The Elenium and The Tamuli (1989–1994)
Eddings’s second major fantasy sequence follows Sparhawk, an armoured knight in a medieval world, through two trilogies — The Diamond Throne (1989), The Ruby Knight (1990), The Sapphire Rose (1991), and then Domes of Fire (1993), The Shining Ones (1993), The Hidden City (1994). The Sparhawk books are darker and more martial than the Belgariad, but they follow the same basic formula: a reluctant hero gathers a diverse group of companions and undertakes a quest against cosmic evil.
Leigh Eddings
The revelation that Leigh Eddings was co-author of all the major works came relatively late. David credited her openly from 1995 onward, and after her death in 2007 (David died two years later), the extent of her contribution became clearer. She developed characters, wrote dialogue, and provided the emotional texture that made the books appealing. The Eddings partnership was one of the most successful literary collaborations in genre fiction.
Critical Standing
Eddings was never taken seriously by literary critics, and he did not aspire to be. His prose is workmanlike, his worldbuilding is derivative, and his plotting is formulaic. He acknowledged all of this with characteristic candour — The Rivan Codex (1998), a companion volume, includes his original outline and world-building notes, revealing the calculated, almost industrial method behind the creation.
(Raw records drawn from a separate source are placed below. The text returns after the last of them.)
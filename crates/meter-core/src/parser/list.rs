//! Table-readout (list) parsing: one record per data-set line.

use tracing::{debug, warn};

use super::{Blocks, MeterContext, ParseError, eventlog, find_blocks, profile};
use crate::record::Record;

/// Maximum field widths from the dataset grammar.
const MAX_ADDRESS: usize = 16;
const MAX_VALUE: usize = 32;
const MAX_UNIT: usize = 16;

/// Why a single line produced no record. Only `Malformed` is worth a log
/// line; historical rows are skipped by design.
#[derive(Debug, PartialEq, Eq)]
pub(crate) enum RowFault {
    /// `*NN` tariff suffix on the address — a historical value.
    Historical,
    Malformed(&'static str),
}

/// Parse every block of a readout body: plain data-set lines plus any
/// embedded load-profile block or P.99 line the meter streamed along.
pub(crate) fn parse_list(raw: &str, ctx: &MeterContext) -> Result<Vec<Record>, ParseError> {
    let Blocks { list, profile: profile_lines, p99 } = find_blocks(raw);

    let mut records = Vec::new();
    for line in list {
        match parse_data_set(line) {
            Ok(record) => records.push(record),
            Err(RowFault::Historical) => {
                debug!(meter_id = %ctx.meter_id, line, "skipping historical value");
            }
            Err(RowFault::Malformed(reason)) => {
                warn!(meter_id = %ctx.meter_id, line, reason, "dropping malformed data set");
            }
        }
    }
    if !profile_lines.is_empty() {
        // A bad embedded block must not cost the data-set lines already
        // decoded from the same readout.
        match profile::parse_profile_lines(&profile_lines, ctx) {
            Ok(rows) => records.extend(rows),
            Err(e) => {
                warn!(meter_id = %ctx.meter_id, error = %e, "embedded profile block dropped");
            }
        }
    }
    if let Some(line) = p99 {
        records.extend(eventlog::parse_p99_line(line, ctx));
    }
    Ok(records)
}

/// Decode one `address(value[*unit])[(…)…]` line.
///
/// The address keeps only the last colon-suffixed tail (`1-0:1.8.0` →
/// `1.8.0`). The first parenthesis group carries the value and optional
/// unit; trailing groups (timestamps on maximum-demand lines) are ignored.
pub(crate) fn parse_data_set(line: &str) -> Result<Record, RowFault> {
    let open = line.find('(').ok_or(RowFault::Malformed("no value field"))?;
    let address = normalize_address(&line[..open])?;
    if address.contains('*') {
        return Err(RowFault::Historical);
    }

    let groups = paren_groups(&line[open..]);
    let first = *groups.first().ok_or(RowFault::Malformed("no value field"))?;

    // Numeric value, optionally `value*unit`, is the preferred form.
    let (value_part, unit_part) = match first.split_once('*') {
        Some((v, u)) => (v, Some(u)),
        None => (first, None),
    };
    if is_numeric_value(value_part) {
        let unit = match unit_part {
            Some(u) => Some(validate_unit(u)?.to_owned()),
            None => None,
        };
        if value_part.len() > MAX_VALUE {
            return Err(RowFault::Malformed("value too long"));
        }
        return Ok(Record {
            obis: address.to_owned(),
            value: value_part.to_owned(),
            unit,
            line_time: None,
        });
    }

    // Alphanumeric fallback: a single group of word characters ending the
    // line (serial numbers, firmware ids, status words).
    if groups.len() == 1
        && line.trim_end().ends_with(')')
        && !first.is_empty()
        && first.len() <= MAX_VALUE
        && first.chars().all(|c| c.is_ascii_alphanumeric() || c == '_')
    {
        return Ok(Record {
            obis: address.to_owned(),
            value: first.to_owned(),
            unit: None,
            line_time: None,
        });
    }

    Err(RowFault::Malformed("unparseable value"))
}

/// Keep the last colon-suffixed tail and validate the dataset address
/// charset. `..` and `/` mark a corrupt address.
fn normalize_address(address: &str) -> Result<&str, RowFault> {
    let tail = match address.rsplit_once(':') {
        Some((_, tail)) => tail,
        None => address,
    };
    if tail.is_empty() || tail.len() > MAX_ADDRESS {
        return Err(RowFault::Malformed("bad address length"));
    }
    if tail.contains("..") || tail.contains('/') {
        return Err(RowFault::Malformed("corrupt address"));
    }
    if tail
        .chars()
        .any(|c| !c.is_ascii_graphic() || matches!(c, '(' | ')' | '!' | '#'))
    {
        return Err(RowFault::Malformed("bad address character"));
    }
    Ok(tail)
}

fn validate_unit(unit: &str) -> Result<&str, RowFault> {
    if unit.is_empty() || unit.len() > MAX_UNIT {
        return Err(RowFault::Malformed("bad unit length"));
    }
    if unit
        .chars()
        .any(|c| !c.is_ascii_graphic() || matches!(c, '(' | ')' | '/' | '!'))
    {
        return Err(RowFault::Malformed("bad unit character"));
    }
    Ok(unit)
}

/// `-?digits[.digits]` — decimal values use a point, never a comma.
fn is_numeric_value(s: &str) -> bool {
    let digits = s.strip_prefix('-').unwrap_or(s);
    if digits.is_empty() {
        return false;
    }
    match digits.split_once('.') {
        Some((int, frac)) => {
            !int.is_empty()
                && int.chars().all(|c| c.is_ascii_digit())
                && frac.chars().all(|c| c.is_ascii_digit())
        }
        None => digits.chars().all(|c| c.is_ascii_digit()),
    }
}

/// Contents of the successive `(..)` groups of a line.
pub(crate) fn paren_groups(rest: &str) -> Vec<&str> {
    let mut groups = Vec::new();
    let mut remaining = rest;
    while let Some(open) = remaining.find('(') {
        let Some(close_rel) = remaining[open..].find(')') else {
            break;
        };
        groups.push(&remaining[open + 1..open + close_rel]);
        remaining = &remaining[open + close_rel + 1..];
    }
    groups
}
//! End-to-end load-profile poll with a resume watermark.
//!
//! A programming-mode session with password against the scripted meter:
//! verifies the R5 time-window command embeds the watermark rendered in
//! the meter's zone, and that the parsed rows carry the timestamps the
//! next watermark advance would persist.

use chrono::{Duration as TimeDelta, TimeZone, Utc};
use std::time::Duration;

use meter_core::{BatchKey, DataKind, MeterContext, MeterDescriptor, PasswordKind, timebase};
use mf_test_utils::{MockMeter, Step, p0_frame, stx_frame};
use poller::session::{Session, from_bound};
use poller::sink::BufferSink;

fn meter_for(mock: &MockMeter) -> MeterDescriptor {
    MeterDescriptor {
        id: 7,
        meter_id: "10132380".to_owned(),
        description: None,
        manufacturer: "EMH".to_owned(),
        ip_address: mock.host(),
        port: mock.port(),
        use_meter_id: true,
        timeout: None,
        password: Some("00000000".to_owned()),
        password_type: PasswordKind::Utility,
        timezone: Some("CET".to_owned()),
        org: Some("acme".to_owned()),
        is_active: true,
        list1: 0,
        list2: 0,
        list3: 0,
        list4: 0,
        p01: 900,
        p02: 0,
        p98: 0,
        p99: 0,
        p200: 0,
        p210: 0,
        p211: 0,
        error: 0,
        p01_from: None,
        p98_from: None,
    }
}

const P01_BODY: &[u8] = b"P.01(1220823161500)(00000000)(15)(6)(1.5)(kW)(2.5)(kW)(5.5)(kvar)(6.5)(kvar)(7.5)(kvar)(8.5)(kvar)\r\n(0.00063)(0.00000)(0.00023)(0.00000)(0.00000)(0.00000)\r\n(0.02093)(0.00000)(0.00184)(0.00000)(0.00000)(0.00033)\r\n";

#[tokio::test]
async fn profile_poll_resumes_from_watermark() {
    let mock = MockMeter::start(vec![
        // Identification (EMH: Tr-quiesced line, no ETX).
        Step::exchange(b"/EMH4\\@01LZQJL0013F\r\n".to_vec()),
        // Programming mode hello.
        Step::exchange(p0_frame("00000001")),
        // Password accepted.
        Step::exchange(vec![0x06]),
        // Profile data.
        Step::exchange(stx_frame(P01_BODY)),
    ])
    .await
    .unwrap();

    let mut meter = meter_for(&mock);
    let now = Utc::now();
    // Watermark 30 minutes back: more recent than the 90-minute floor, so
    // the session must resume exactly from it.
    let mark = now - TimeDelta::minutes(30);
    meter.p01_from = Some(mark.timestamp());

    let from = from_bound(&meter, DataKind::P01, now, TimeDelta::minutes(90)).unwrap();
    assert_eq!(from, Utc.timestamp_opt(mark.timestamp(), 0).unwrap());

    let mut session = Session::open(
        meter.clone(),
        Duration::from_secs(2),
        Duration::from_millis(400),
    )
    .await
    .unwrap();
    let body = session.read_kind(DataKind::P01, Some(from)).await.unwrap();

    // The R5 command carried the watermark, rendered in CET.
    let zone = timebase::zone_offset("CET").unwrap();
    let expected_window = format!("P.01({};)", timebase::render_from_bound(from, zone));
    let received = mock.received();
    let r5 = received
        .iter()
        .find(|frame| frame.windows(2).any(|w| w == b"R5"))
        .expect("an R5 command frame");
    let r5_text: Vec<u8> = iec_line::drop_ctl_bytes(&r5[..r5.len() - 1]);
    assert_eq!(String::from_utf8(r5_text).unwrap(), format!("R5{expected_window}"));

    // Parse, stage, and compute the next watermark.
    let ctx = MeterContext::for_meter(&meter).unwrap();
    let records = meter_core::parse(&body, DataKind::P01, &ctx).unwrap();
    assert_eq!(records.len(), 12);

    let row0 = Utc.with_ymd_and_hms(2022, 8, 23, 14, 15, 0).unwrap().timestamp();
    let row1 = Utc.with_ymd_and_hms(2022, 8, 23, 14, 30, 0).unwrap().timestamp();
    assert!(records[..6].iter().all(|r| r.line_time == Some(row0)));
    assert!(records[6..].iter().all(|r| r.line_time == Some(row1)));

    let dir = tempfile::tempdir().unwrap();
    let sink = BufferSink::open(&dir.path().join("staging.sqlite3"), 86_400).unwrap();
    let key = BatchKey::new(meter.org(), &meter.meter_id, now.timestamp(), DataKind::P01);
    assert!(sink.insert(&key, &records).await.unwrap());

    // The resume point the worker would persist after sink confirmation.
    let newest = records.iter().filter_map(|r| r.line_time).max().unwrap();
    assert_eq!(newest, row1);

    // The session signed off.
    assert!(
        mock.received()
            .iter()
            .any(|frame| frame.as_slice() == iec_line::sign_off_frame().as_slice()),
        "sign-off frame must be sent after a successful read"
    );
}

#[tokio::test]
async fn old_watermark_is_capped_by_the_rolling_window() {
    let mock = MockMeter::start(vec![]).await.unwrap();
    let mut meter = meter_for(&mock);
    let now = Utc::now();
    meter.p01_from = Some((now - TimeDelta::hours(12)).timestamp());

    let from = from_bound(&meter, DataKind::P01, now, TimeDelta::minutes(90)).unwrap();
    assert_eq!(from, now - TimeDelta::minutes(90));
}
But his commercial success was enormous, and his influence on the genre was significant. He demonstrated that fantasy could be light, funny, and accessible without being stupid, and he brought millions of readers to the genre who might not have found Tolkien’s elevated style welcoming.
Collecting Eddings
Pawn of Prophecy (1982, Del Rey/Ballantine) was published as a mass-market paperback original — first printings bring $20–$50. The first hardcover editions (Science Fiction Book Club) are less valuable. Later books in all series are common and inexpensive. Signed copies exist from convention appearances but are not widely sought.